Growth capital contributions would also be invested in marketing and sales, he said.
RiskSpan is a fintech that’s been around since before “fintech” was commonly used. The company launched in 2001 as a consulting services-related company. Reinvention came in 2017 with the launch of a SaaS cloud-based platform. The company describes itself today as a data analytics company that manages loan-level and security data for investment portfolios, and then it uses the data to help clients analyze pricing and risk-related activity in their investment portfolios.
Clients include mortgage servicers and mortgage originators, as well as investors who buy mortgage loans such as insurance companies, asset managers and hedge funds.
“What our system does is help them manage all the loan-level data and then continuous monthly updates of that data [in their portfolios] for the purpose of separating… any credit and payment related activity,” Dagli explained. “Our model allows them to forecast expected credit [or] payment-related activity in the index portfolio of loans they are either servicing or have bought as an investment.”
RiskSpan employs approximately 105 people, is profitable, and has relied only on private investors up to this point, Dagli explained.
“What they do is take all profits and invest it back into R&D,” he added.

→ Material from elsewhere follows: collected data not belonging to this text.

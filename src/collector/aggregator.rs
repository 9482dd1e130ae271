use std::sync::atomic::Ordering;

use crate::{
    metrics::METRICS,
    salary::{predict_salary, SalaryFactors},
    schema::{FoundPolicy, Summary, VacancyPage},
    sources::adapter::VacancySource,
};

/// Salary total and count of a single page.
#[derive(Debug, Clone, Copy, Default, PartialEq)]
pub struct PageTally {
    pub total: f64,
    pub processed: u64,
}

impl PageTally {
    pub fn add(&mut self, estimate: f64) {
        self.total += estimate;
        self.processed += 1;
    }
}

/// Runs every vacancy of a page through the source normalizer and the
/// salary estimator.
///
/// Skipped, in this order:
/// - vacancies in another currency (or without one)
/// - vacancies without a usable estimate
///
/// Only the page total and count leave this function; the vacancy
/// records themselves are not kept.
pub fn tally_page(source: &dyn VacancySource, page: &VacancyPage, factors: SalaryFactors) -> PageTally {
    let mut tally = PageTally::default();

    for vacancy in &page.items {
        METRICS.vacancies_seen.fetch_add(1, Ordering::Relaxed);

        let Some(bounds) = source.extract_bounds(vacancy) else {
            METRICS.vacancies_excluded.fetch_add(1, Ordering::Relaxed);
            log::trace!("[{}] excluded vacancy {}", source.name(), vacancy_id(vacancy));
            continue;
        };

        // an estimate of exactly 0 is as useless as none
        let Some(estimate) = predict_salary(bounds, factors).filter(|e| *e != 0.0) else {
            METRICS.vacancies_unestimated.fetch_add(1, Ordering::Relaxed);
            log::trace!("[{}] no salary for vacancy {}", source.name(), vacancy_id(vacancy));
            continue;
        };

        METRICS.vacancies_processed.fetch_add(1, Ordering::Relaxed);
        tally.add(estimate);
    }

    tally
}

fn vacancy_id(vacancy: &serde_json::Value) -> String {
    vacancy
        .get("id")
        .map(|id| id.to_string())
        .unwrap_or_else(|| "<no id>".to_string())
}

// ------------------------------------------------------------
// Running summary
// ------------------------------------------------------------
//
// Keeps only (found, processed, average) between pages.
//
// The average is updated incrementally:
//
//     new_avg = (old_avg * old_processed + page_total) / new_processed
//
// and left untouched while nothing has been processed, so a
// language without a single usable vacancy reports 0.
//
// Found is merged according to the source's `FoundPolicy`.
//
#[derive(Debug, Clone)]
pub struct SalaryAggregator {
    policy: FoundPolicy,
    found: u64,
    processed: u64,
    average: f64,
}

impl SalaryAggregator {
    pub fn new(policy: FoundPolicy) -> Self {
        Self {
            policy,
            found: 0,
            processed: 0,
            average: 0.0,
        }
    }

    /// Merges one page into the running state.
    pub fn merge(&mut self, page_found: u64, tally: PageTally) {
        self.found = match self.policy {
            FoundPolicy::LastReported => page_found,
            FoundPolicy::Accumulated => self.found.saturating_add(page_found),
        };

        let processed = self.processed + tally.processed;
        if processed > 0 {
            self.average = (self.average * self.processed as f64 + tally.total) / processed as f64;
        }
        self.processed = processed;
    }

    /// Current state as a `Summary`, average truncated toward zero.
    pub fn summary(&self) -> Summary {
        Summary {
            vacancies_found: self.found,
            vacancies_processed: self.processed,
            average_salary: self.average.trunc() as i64,
        }
    }
}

RiskSpan’s core technology is cloud based and on-demand. Analytics is crucial to the platform’s success, Dagli said, because it works in conjunction with large amounts of loan data that lets users run forecasting analyses across thousands of simulations on this large data set.
The analyses themselves do not use machine learning, but the data capture, model calibration and ongoing error tracking of the model rely on it. The models themselves are transparent and built within the statistical framework developed during this process, Dagli explained.

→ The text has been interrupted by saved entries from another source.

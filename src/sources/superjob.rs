use anyhow::{bail, Result};
use serde_json::Value;

use crate::{
    config::SourceConfig,
    schema::{FoundPolicy, SalaryBounds, VacancyPage},
    util,
};

use super::adapter::VacancySource;

const ENDPOINT: &str = "https://api.superjob.ru/2.0/vacancies/";
const API_KEY_HEADER: &str = "X-Api-App-Id";

const DEFAULT_TITLE: &str = "Статистика по сайту SuperJob Moscow";
const DEFAULT_CURRENCY: &str = "rub";
const DEFAULT_SEARCH_TEMPLATE: &str = "Программист {language}";
const DEFAULT_TOWN: &str = "4";
const DEFAULT_CATALOGUE: u32 = 48;
const DEFAULT_API_KEY_ENV: &str = "SJ_API_KEY";

/// SuperJob (api.superjob.ru) adapter
///
/// Request:
/// - header `X-Api-App-Id` carries the application key
/// - `town`, `catalogues`, `keyword`, `page`, `count`
///
/// Response:
/// - `objects`: vacancies, salary fields at top level
/// - `total`: total number of matches
/// - `more`: whether another page exists
///
/// NOTE:
/// SuperJob reports a missing bound as 0, which the estimator
/// already treats as absent.
pub struct SuperJobSource {
    title: String,
    currency: String,
    search_template: String,
    town: String,
    catalogue: u32,
    found_policy: FoundPolicy,
    api_key: String,
}

impl SuperJobSource {
    /// Builds the adapter, reading the API key from the environment.
    pub fn new(cfg: &SourceConfig) -> Self {
        let key_env = cfg.api_key_env.as_deref().unwrap_or(DEFAULT_API_KEY_ENV);
        let api_key = std::env::var(key_env).unwrap_or_else(|_| {
            log::warn!("{} is not set, superjob requests will be rejected", key_env);
            String::new()
        });

        Self::with_api_key(cfg, api_key)
    }

    pub fn with_api_key(cfg: &SourceConfig, api_key: String) -> Self {
        Self {
            title: cfg.title.clone().unwrap_or_else(|| DEFAULT_TITLE.to_string()),
            currency: cfg.currency.clone().unwrap_or_else(|| DEFAULT_CURRENCY.to_string()),
            search_template: cfg
                .search_template
                .clone()
                .unwrap_or_else(|| DEFAULT_SEARCH_TEMPLATE.to_string()),
            town: cfg.region.clone().unwrap_or_else(|| DEFAULT_TOWN.to_string()),
            catalogue: cfg.catalogue.unwrap_or(DEFAULT_CATALOGUE),
            found_policy: cfg.found_policy.unwrap_or(FoundPolicy::LastReported),
            api_key,
        }
    }
}

impl VacancySource for SuperJobSource {
    fn name(&self) -> &'static str {
        "superjob"
    }

    fn title(&self) -> &str {
        &self.title
    }

    fn endpoint(&self) -> &'static str {
        ENDPOINT
    }

    fn currency(&self) -> &str {
        &self.currency
    }

    fn found_policy(&self) -> FoundPolicy {
        self.found_policy
    }

    fn headers(&self) -> Vec<(&'static str, String)> {
        vec![(API_KEY_HEADER, self.api_key.clone())]
    }

    fn build_query(&self, language: &str, page: u32, per_page: u32) -> Vec<(&'static str, String)> {
        vec![
            ("town", self.town.clone()),
            ("catalogues", self.catalogue.to_string()),
            ("keyword", util::search_phrase(&self.search_template, language)),
            ("page", page.to_string()),
            ("count", per_page.to_string()),
        ]
    }

    fn parse_page(&self, mut body: Value, _page: u32) -> Result<VacancyPage> {
        let objects = match body.get_mut("objects").map(Value::take) {
            Some(Value::Array(objects)) => objects,
            _ => bail!("superjob response has no `objects` list"),
        };

        Ok(VacancyPage {
            items: objects,
            found: util::count(body.get("total")).unwrap_or(0),
            has_more: body.get("more").and_then(Value::as_bool).unwrap_or(false),
        })
    }

    fn extract_bounds(&self, vacancy: &Value) -> Option<SalaryBounds> {
        if vacancy.get("currency")?.as_str()? != self.currency {
            return None;
        }

        Some(SalaryBounds::new(
            util::salary_bound(vacancy.get("payment_from")),
            util::salary_bound(vacancy.get("payment_to")),
        ))
    }
}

The platform distributes two types of computation. One involves a large-scale analysis of data, relying in part on 100 million loans in RiskSpan’s data sets that go back to 20 years of performance history. Clients do the analysis on the platform, on demand, with results in a matter of seconds. The second piece involves RiskSpan providing the analytics and models that lets it run the analysis end-to-end, though clients can plug in their own analytics.
RiskSpan integrates its technology with clients who use mortgage services to manage their loans, or the servicers themselves.
Step one would involve a process Dagli describes as normalization on mapping of data.
“This is where we use machine learning, where we can take clients’ loan data files and then map them onto any single normalized format,” Dagli said. “Clients can do that via our user interfaces or sometimes they use our resources to do that.
Next, there is a setting up of feeds of IT services via secure file transfer protocol, which completes the intake of data into RiskSpan’s platform.
Dagli described the last step as relatively incremental.
“The data coming out of the platform is then provided again, in the form of data feeds, or purpose-built data feeds for the accounting… and financial reporting” systems, Dagli said.
According to Dagli, the data integration itself probably takes about three to four weeks. Testing can take an additional two weeks or so, with a focus on validating the analytics that come out of the system.
The company makes money based on a subscription model, where clients pay quarterly for different modules.
While competitors are out there who do work in the data space and the analytic space for mortgage, Dagli said that RiskSpan stands out because it combines both.
“It’s… having access to real time data and having access to real time analytics, which are estimated using the latest available datasets,” Dagli noted.
Those elements, combined with the company’s embrace of the cloud and industry experts, make a difference, he said.
“Our entire team comes from the mortgage industry,” he said, “either the front end of the mortgage business or the capital markets side of the mortgage business.”